(SUPPLIED INFORMATION):
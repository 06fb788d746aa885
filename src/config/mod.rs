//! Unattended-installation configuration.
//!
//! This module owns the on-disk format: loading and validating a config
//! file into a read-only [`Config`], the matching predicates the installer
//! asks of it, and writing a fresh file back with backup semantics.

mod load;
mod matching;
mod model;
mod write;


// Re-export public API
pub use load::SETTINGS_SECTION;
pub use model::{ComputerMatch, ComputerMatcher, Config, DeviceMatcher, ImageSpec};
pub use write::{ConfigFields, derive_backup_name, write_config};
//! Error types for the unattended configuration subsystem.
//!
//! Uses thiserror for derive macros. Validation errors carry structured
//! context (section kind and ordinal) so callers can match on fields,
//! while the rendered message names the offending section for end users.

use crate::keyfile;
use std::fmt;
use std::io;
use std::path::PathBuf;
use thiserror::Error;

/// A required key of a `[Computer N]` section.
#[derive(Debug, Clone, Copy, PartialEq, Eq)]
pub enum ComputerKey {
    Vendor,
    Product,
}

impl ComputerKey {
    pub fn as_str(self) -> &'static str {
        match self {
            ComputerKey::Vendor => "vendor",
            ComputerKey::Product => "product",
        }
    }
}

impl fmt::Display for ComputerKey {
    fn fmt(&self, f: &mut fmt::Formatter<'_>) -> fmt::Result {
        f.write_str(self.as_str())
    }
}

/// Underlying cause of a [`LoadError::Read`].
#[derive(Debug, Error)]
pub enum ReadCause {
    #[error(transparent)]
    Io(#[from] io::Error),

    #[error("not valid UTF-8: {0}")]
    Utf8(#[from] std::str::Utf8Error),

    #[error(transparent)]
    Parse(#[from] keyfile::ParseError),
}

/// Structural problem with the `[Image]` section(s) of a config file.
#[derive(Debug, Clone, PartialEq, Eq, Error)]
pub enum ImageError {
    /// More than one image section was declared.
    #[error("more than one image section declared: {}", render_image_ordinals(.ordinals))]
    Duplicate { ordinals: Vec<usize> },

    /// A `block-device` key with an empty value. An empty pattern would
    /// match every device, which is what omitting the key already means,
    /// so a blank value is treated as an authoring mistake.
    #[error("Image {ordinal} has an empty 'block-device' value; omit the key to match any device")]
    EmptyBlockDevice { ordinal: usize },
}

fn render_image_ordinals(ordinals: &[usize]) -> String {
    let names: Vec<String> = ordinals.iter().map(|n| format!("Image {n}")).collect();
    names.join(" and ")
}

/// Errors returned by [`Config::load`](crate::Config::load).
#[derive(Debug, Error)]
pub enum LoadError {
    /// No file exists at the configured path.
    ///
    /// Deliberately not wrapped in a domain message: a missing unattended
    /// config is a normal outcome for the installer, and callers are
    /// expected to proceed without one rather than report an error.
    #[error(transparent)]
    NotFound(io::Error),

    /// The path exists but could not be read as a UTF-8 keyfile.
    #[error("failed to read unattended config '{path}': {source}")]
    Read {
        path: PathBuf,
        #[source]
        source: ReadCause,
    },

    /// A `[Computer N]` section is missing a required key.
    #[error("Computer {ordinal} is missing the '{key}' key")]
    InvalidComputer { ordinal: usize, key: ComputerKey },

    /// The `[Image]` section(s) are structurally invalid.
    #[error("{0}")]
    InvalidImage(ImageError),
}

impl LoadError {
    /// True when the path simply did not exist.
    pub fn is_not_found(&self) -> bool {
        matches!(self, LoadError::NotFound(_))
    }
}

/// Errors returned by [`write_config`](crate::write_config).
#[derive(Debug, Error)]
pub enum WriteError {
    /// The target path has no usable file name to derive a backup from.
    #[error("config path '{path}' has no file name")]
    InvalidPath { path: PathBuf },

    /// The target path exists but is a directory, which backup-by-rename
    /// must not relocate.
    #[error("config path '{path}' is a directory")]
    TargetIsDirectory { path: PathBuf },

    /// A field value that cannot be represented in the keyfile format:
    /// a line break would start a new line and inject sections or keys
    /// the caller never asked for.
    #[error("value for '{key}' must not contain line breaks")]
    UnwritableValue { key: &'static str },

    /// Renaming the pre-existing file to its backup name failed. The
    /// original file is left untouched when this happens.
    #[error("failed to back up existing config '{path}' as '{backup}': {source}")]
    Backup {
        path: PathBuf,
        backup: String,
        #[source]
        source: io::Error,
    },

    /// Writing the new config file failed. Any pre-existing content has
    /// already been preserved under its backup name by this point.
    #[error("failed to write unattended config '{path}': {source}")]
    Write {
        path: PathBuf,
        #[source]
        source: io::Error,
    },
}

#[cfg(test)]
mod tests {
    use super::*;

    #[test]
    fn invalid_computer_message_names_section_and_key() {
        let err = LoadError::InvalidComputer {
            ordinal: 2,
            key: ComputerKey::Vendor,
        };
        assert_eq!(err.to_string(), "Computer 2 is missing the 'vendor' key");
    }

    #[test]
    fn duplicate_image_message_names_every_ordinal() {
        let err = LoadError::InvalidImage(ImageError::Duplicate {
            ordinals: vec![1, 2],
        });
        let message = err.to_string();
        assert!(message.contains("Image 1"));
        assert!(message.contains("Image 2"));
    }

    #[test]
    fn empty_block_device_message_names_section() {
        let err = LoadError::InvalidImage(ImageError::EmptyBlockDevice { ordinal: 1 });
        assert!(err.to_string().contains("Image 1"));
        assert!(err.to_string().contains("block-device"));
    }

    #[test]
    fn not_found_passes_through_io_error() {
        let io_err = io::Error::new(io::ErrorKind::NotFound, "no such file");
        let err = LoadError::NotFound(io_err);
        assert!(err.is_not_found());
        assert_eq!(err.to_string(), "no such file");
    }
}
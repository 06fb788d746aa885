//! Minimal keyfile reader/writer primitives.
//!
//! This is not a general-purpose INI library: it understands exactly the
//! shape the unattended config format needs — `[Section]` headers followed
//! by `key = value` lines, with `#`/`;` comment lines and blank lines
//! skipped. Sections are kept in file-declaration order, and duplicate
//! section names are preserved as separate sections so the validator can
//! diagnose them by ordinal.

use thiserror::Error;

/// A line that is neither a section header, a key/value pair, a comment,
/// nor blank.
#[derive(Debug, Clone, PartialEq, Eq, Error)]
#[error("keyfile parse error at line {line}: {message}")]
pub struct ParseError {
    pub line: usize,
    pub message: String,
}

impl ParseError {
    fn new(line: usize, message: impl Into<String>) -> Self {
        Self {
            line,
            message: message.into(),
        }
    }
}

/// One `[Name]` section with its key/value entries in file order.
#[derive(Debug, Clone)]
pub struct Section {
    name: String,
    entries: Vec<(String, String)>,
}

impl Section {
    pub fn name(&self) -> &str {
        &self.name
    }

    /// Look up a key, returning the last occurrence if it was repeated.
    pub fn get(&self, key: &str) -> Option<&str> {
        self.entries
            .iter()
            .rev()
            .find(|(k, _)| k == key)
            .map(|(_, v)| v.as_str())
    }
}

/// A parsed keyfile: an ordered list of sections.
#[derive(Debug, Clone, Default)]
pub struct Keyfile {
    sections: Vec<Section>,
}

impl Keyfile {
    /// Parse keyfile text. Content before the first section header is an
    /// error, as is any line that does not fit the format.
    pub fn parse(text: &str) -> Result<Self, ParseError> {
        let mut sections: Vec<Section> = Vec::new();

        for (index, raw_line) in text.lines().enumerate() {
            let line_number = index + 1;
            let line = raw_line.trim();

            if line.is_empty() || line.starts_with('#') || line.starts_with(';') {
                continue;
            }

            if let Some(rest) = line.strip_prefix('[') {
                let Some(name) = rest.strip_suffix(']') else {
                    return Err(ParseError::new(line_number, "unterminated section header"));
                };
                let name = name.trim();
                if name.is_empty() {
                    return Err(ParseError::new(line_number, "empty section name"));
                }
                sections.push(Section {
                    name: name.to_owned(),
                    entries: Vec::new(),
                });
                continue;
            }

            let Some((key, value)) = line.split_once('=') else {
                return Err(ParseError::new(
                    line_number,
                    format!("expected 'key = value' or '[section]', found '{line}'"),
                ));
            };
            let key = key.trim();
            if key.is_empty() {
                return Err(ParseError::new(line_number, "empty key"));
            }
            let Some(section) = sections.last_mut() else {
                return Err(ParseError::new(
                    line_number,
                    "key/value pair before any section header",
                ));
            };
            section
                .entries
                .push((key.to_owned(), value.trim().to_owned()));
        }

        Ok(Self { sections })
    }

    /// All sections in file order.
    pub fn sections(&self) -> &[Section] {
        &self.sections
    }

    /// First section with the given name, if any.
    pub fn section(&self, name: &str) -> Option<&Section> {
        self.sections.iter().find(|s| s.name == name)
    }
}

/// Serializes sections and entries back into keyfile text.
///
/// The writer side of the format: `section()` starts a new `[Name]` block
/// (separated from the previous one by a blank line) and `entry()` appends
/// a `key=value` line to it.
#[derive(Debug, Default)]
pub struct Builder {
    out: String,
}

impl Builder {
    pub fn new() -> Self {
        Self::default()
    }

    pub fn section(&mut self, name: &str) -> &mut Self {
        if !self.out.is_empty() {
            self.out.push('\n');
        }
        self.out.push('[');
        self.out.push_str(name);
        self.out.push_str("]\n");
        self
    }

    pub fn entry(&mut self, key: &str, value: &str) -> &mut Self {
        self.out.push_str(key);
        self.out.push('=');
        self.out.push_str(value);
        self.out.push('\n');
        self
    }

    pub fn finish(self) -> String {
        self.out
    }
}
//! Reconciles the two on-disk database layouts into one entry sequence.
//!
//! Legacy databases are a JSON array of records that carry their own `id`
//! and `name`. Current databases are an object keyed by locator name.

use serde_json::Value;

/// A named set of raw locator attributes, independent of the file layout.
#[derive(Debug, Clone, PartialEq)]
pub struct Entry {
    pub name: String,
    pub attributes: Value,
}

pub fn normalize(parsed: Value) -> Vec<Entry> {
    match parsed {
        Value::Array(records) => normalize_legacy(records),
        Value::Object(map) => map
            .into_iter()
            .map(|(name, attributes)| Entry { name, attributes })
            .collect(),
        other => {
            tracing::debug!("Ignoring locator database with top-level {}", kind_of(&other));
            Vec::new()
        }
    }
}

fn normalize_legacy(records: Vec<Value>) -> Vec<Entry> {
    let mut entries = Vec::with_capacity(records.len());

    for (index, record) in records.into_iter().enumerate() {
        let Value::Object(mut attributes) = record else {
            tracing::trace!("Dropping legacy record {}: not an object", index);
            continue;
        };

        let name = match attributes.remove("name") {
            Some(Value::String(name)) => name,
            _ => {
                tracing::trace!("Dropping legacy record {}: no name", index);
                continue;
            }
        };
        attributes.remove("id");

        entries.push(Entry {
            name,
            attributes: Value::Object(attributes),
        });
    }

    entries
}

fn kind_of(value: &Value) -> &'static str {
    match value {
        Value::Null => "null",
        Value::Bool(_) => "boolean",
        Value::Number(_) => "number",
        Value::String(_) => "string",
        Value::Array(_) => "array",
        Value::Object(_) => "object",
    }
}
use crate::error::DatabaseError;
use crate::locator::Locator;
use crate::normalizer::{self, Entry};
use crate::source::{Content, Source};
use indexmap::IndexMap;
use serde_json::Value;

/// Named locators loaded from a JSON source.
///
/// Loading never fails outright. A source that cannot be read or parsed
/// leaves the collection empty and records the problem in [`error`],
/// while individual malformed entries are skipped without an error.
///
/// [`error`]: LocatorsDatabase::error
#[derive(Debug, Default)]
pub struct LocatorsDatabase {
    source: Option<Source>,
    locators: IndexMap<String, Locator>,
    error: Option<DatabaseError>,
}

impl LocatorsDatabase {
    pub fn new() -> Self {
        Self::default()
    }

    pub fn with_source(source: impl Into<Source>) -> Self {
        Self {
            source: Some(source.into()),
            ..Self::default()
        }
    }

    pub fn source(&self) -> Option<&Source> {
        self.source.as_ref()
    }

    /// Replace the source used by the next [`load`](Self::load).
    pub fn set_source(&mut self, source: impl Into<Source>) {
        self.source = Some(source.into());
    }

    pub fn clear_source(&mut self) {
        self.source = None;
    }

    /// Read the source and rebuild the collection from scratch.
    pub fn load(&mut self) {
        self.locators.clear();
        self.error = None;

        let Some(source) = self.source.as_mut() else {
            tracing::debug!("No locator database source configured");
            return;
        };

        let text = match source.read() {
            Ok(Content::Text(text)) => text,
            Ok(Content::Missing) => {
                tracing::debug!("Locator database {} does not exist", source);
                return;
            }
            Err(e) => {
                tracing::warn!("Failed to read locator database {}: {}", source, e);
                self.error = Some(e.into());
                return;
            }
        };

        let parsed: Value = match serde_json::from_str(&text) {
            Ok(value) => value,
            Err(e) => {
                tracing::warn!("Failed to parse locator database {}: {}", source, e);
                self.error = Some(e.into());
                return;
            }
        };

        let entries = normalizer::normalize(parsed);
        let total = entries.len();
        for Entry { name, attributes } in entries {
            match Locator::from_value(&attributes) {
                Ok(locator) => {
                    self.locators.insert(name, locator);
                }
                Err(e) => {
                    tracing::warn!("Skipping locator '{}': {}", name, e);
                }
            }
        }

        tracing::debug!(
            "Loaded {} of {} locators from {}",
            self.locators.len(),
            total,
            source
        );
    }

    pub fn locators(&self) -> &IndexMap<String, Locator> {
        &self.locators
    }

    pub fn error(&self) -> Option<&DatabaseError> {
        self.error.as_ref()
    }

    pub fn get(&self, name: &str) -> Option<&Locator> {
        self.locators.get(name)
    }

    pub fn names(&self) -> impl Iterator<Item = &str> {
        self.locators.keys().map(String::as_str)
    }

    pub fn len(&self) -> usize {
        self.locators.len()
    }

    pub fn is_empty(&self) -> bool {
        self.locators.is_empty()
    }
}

(EXERCISE):
The lines above, starting at the one with "them by ordinal." and ending at the one with "let Some((key, value))", are the only ones to return, exactly as written.

(SOLVED EXERCISE):
//! diagnose them by ordinal.

use thiserror::Error;

/// A line that is neither a section header, a key/value pair, a comment,
/// nor blank.
#[derive(Debug, Clone, PartialEq, Eq, Error)]
#[error("keyfile parse error at line {line}: {message}")]
pub struct ParseError {
    pub line: usize,
    pub message: String,
}

impl ParseError {
    fn new(line: usize, message: impl Into<String>) -> Self {
        Self {
            line,
            message: message.into(),
        }
    }
}

/// One `[Name]` section with its key/value entries in file order.
#[derive(Debug, Clone)]
pub struct Section {
    name: String,
    entries: Vec<(String, String)>,
}

impl Section {
    pub fn name(&self) -> &str {
        &self.name
    }

    /// Look up a key, returning the last occurrence if it was repeated.
    pub fn get(&self, key: &str) -> Option<&str> {
        self.entries
            .iter()
            .rev()
            .find(|(k, _)| k == key)
            .map(|(_, v)| v.as_str())
    }
}

/// A parsed keyfile: an ordered list of sections.
#[derive(Debug, Clone, Default)]
pub struct Keyfile {
    sections: Vec<Section>,
}

impl Keyfile {
    /// Parse keyfile text. Content before the first section header is an
    /// error, as is any line that does not fit the format.
    pub fn parse(text: &str) -> Result<Self, ParseError> {
        let mut sections: Vec<Section> = Vec::new();

        for (index, raw_line) in text.lines().enumerate() {
            let line_number = index + 1;
            let line = raw_line.trim();

            if line.is_empty() || line.starts_with('#') || line.starts_with(';') {
                continue;
            }

            if let Some(rest) = line.strip_prefix('[') {
                let Some(name) = rest.strip_suffix(']') else {
                    return Err(ParseError::new(line_number, "unterminated section header"));
                };
                let name = name.trim();
                if name.is_empty() {
                    return Err(ParseError::new(line_number, "empty section name"));
                }
                sections.push(Section {
                    name: name.to_owned(),
                    entries: Vec::new(),
                });
                continue;
            }

            let Some((key, value)) = line.split_once('=') else {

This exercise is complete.